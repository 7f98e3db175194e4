use std::fmt;
use std::str::FromStr;

use chrono::{Datelike, Local, NaiveDate};
use serde::{Deserialize, Deserializer, Serialize, Serializer, de};
use thiserror::Error;

/// A calendar month. Orders chronologically and prints as `YYYY-MM`.
#[derive(Copy, Clone, Debug, Eq, PartialEq, Ord, PartialOrd, Hash)]
pub struct YearMonth {
    year: i32,
    month: u32,
}

#[derive(Debug, Clone, Error, PartialEq, Eq)]
#[error("invalid month '{input}', expected YYYY-MM")]
pub struct MonthParseError {
    input: String,
}

impl YearMonth {
    /// The latest month that still prints and parses as `YYYY-MM`.
    pub const LAST: YearMonth = YearMonth {
        year: 9999,
        month: 12,
    };

    pub fn new(year: i32, month: u32) -> Option<Self> {
        if (1..=12).contains(&month) && (0..=9999).contains(&year) {
            Some(Self { year, month })
        } else {
            None
        }
    }

    pub fn from_date(date: NaiveDate) -> Self {
        Self {
            year: date.year(),
            month: date.month(),
        }
    }

    /// The month containing the local wall-clock date.
    pub fn current() -> Self {
        Self::from_date(Local::now().date_naive())
    }

    fn ordinal(self) -> i64 {
        self.year as i64 * 12 + (self.month as i64 - 1)
    }

    fn from_ordinal(ordinal: i64) -> Self {
        Self {
            year: ordinal.div_euclid(12) as i32,
            month: ordinal.rem_euclid(12) as u32 + 1,
        }
    }

    pub fn add_months(self, months: i64) -> Self {
        Self::from_ordinal(self.ordinal() + months)
    }

    /// Signed whole-month distance; negative when `other` is earlier.
    pub fn months_until(self, other: YearMonth) -> i64 {
        other.ordinal() - self.ordinal()
    }

    /// Every month from `self` through `end` inclusive; empty when `end`
    /// precedes `self`.
    pub fn range_inclusive(self, end: YearMonth) -> impl Iterator<Item = YearMonth> {
        let span = self.months_until(end);
        (0..=span).map(move |offset| self.add_months(offset))
    }
}

impl fmt::Display for YearMonth {
    fn fmt(&self, f: &mut fmt::Formatter<'_>) -> fmt::Result {
        write!(f, "{:04}-{:02}", self.year, self.month)
    }
}

impl FromStr for YearMonth {
    type Err = MonthParseError;

    /// Accepts `YYYY-MM`, `YYYY-MM-DD`, or an RFC 3339 timestamp.
    fn from_str(s: &str) -> Result<Self, Self::Err> {
        let trimmed = s.trim();
        let err = || MonthParseError {
            input: s.to_string(),
        };

        let date = match trimmed.len() {
            7 => NaiveDate::parse_from_str(&format!("{trimmed}-01"), "%Y-%m-%d").ok(),
            10 => NaiveDate::parse_from_str(trimmed, "%Y-%m-%d").ok(),
            n if n > 10 => chrono::DateTime::parse_from_rfc3339(trimmed)
                .map(|dt| dt.date_naive())
                .ok()
                .or_else(|| {
                    trimmed
                        .get(..10)
                        .filter(|_| trimmed.as_bytes()[10] == b'T')
                        .and_then(|d| NaiveDate::parse_from_str(d, "%Y-%m-%d").ok())
                }),
            _ => None,
        };

        date.and_then(|d| Self::new(d.year(), d.month()))
            .ok_or_else(err)
    }
}

impl Serialize for YearMonth {
    fn serialize<S: Serializer>(&self, serializer: S) -> Result<S::Ok, S::Error> {
        serializer.collect_str(self)
    }
}

impl<'de> Deserialize<'de> for YearMonth {
    fn deserialize<D: Deserializer<'de>>(deserializer: D) -> Result<Self, D::Error> {
        let raw = String::deserialize(deserializer)?;
        raw.parse().map_err(de::Error::custom)
    }
}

---

Set down the data exactly.

repository 7f98e3db175194e4
use std::fmt;
use std::str::FromStr;

use chrono::{Datelike, Local, NaiveDate};
use serde::{Deserialize, Deserializer, Serialize, Serializer, de};
use thiserror::Error;

/// A calendar month. Orders chronologically and prints as `YYYY-MM`.
#[derive(Copy, Clone, Debug, Eq, PartialEq, Ord, PartialOrd, Hash)]
pub struct YearMonth {
    year: i32,
    month: u32,
}

#[derive(Debug, Clone, Error, PartialEq, Eq)]
#[error("invalid month '{input}', expected YYYY-MM")]
pub struct MonthParseError {
    input: String,
}

impl YearMonth {
    /// The latest month that still prints and parses as `YYYY-MM`.
    pub const LAST: YearMonth = YearMonth {
        year: 9999,
        month: 12,
    };

    pub fn new(year: i32, month: u32) -> Option<Self> {
        if (1..=12).contains(&month) && (0..=9999).contains(&year) {
            Some(Self { year, month })
        } else {
            None
        }
    }

    pub fn from_date(date: NaiveDate) -> Self {
        Self {
            year: date.year(),
            month: date.month(),
        }
    }

    /// The month containing the local wall-clock date.
    pub fn current() -> Self {
        Self::from_date(Local::now().date_naive())
    }

    fn ordinal(self) -> i64 {
        self.year as i64 * 12 + (self.month as i64 - 1)
    }

    fn from_ordinal(ordinal: i64) -> Self {
        Self {
            year: ordinal.div_euclid(12) as i32,
            month: ordinal.rem_euclid(12) as u32 + 1,
        }
    }

    pub fn add_months(self, months: i64) -> Self {
        Self::from_ordinal(self.ordinal() + months)
    }

    /// Signed whole-month distance; negative when `other` is earlier.
    pub fn months_until(self, other: YearMonth) -> i64 {
        other.ordinal() - self.ordinal()
    }

    /// Every month from `self` through `end` inclusive; empty when `end`
    /// precedes `self`.
    pub fn range_inclusive(self, end: YearMonth) -> impl Iterator<Item = YearMonth> {
        let span = self.months_until(end);
        (0..=span).map(move |offset| self.add_months(offset))
    }
}

impl fmt::Display for YearMonth {
    fn fmt(&self, f: &mut fmt::Formatter<'_>) -> fmt::Result {
        write!(f, "{:04}-{:02}", self.year, self.month)
    }
}

impl FromStr for YearMonth {
    type Err = MonthParseError;

    /// Accepts `YYYY-MM`, `YYYY-MM-DD`, or an RFC 3339 timestamp.
    fn from_str(s: &str) -> Result<Self, Self::Err> {
        let trimmed = s.trim();
        let err = || MonthParseError {
            input: s.to_string(),
        };

        let date = match trimmed.len() {
            7 => NaiveDate::parse_from_str(&format!("{trimmed}-01"), "%Y-%m-%d").ok(),
            10 => NaiveDate::parse_from_str(trimmed, "%Y-%m-%d").ok(),
            n if n > 10 => chrono::DateTime::parse_from_rfc3339(trimmed)
                .map(|dt| dt.date_naive())
                .ok()
                .or_else(|| {
                    trimmed
                        .get(..10)
                        .filter(|_| trimmed.as_bytes()[10] == b'T')
                        .and_then(|d| NaiveDate::parse_from_str(d, "%Y-%m-%d").ok())
                }),
            _ => None,
        };

        date.and_then(|d| Self::new(d.year(), d.month()))
            .ok_or_else(err)
    }
}

impl Serialize for YearMonth {
    fn serialize<S: Serializer>(&self, serializer: S) -> Result<S::Ok, S::Error> {
        serializer.collect_str(self)
    }
}

impl<'de> Deserialize<'de> for YearMonth {
    fn deserialize<D: Deserializer<'de>>(deserializer: D) -> Result<Self, D::Error> {
        let raw = String::deserialize(deserializer)?;
        raw.parse().map_err(de::Error::custom)
    }
}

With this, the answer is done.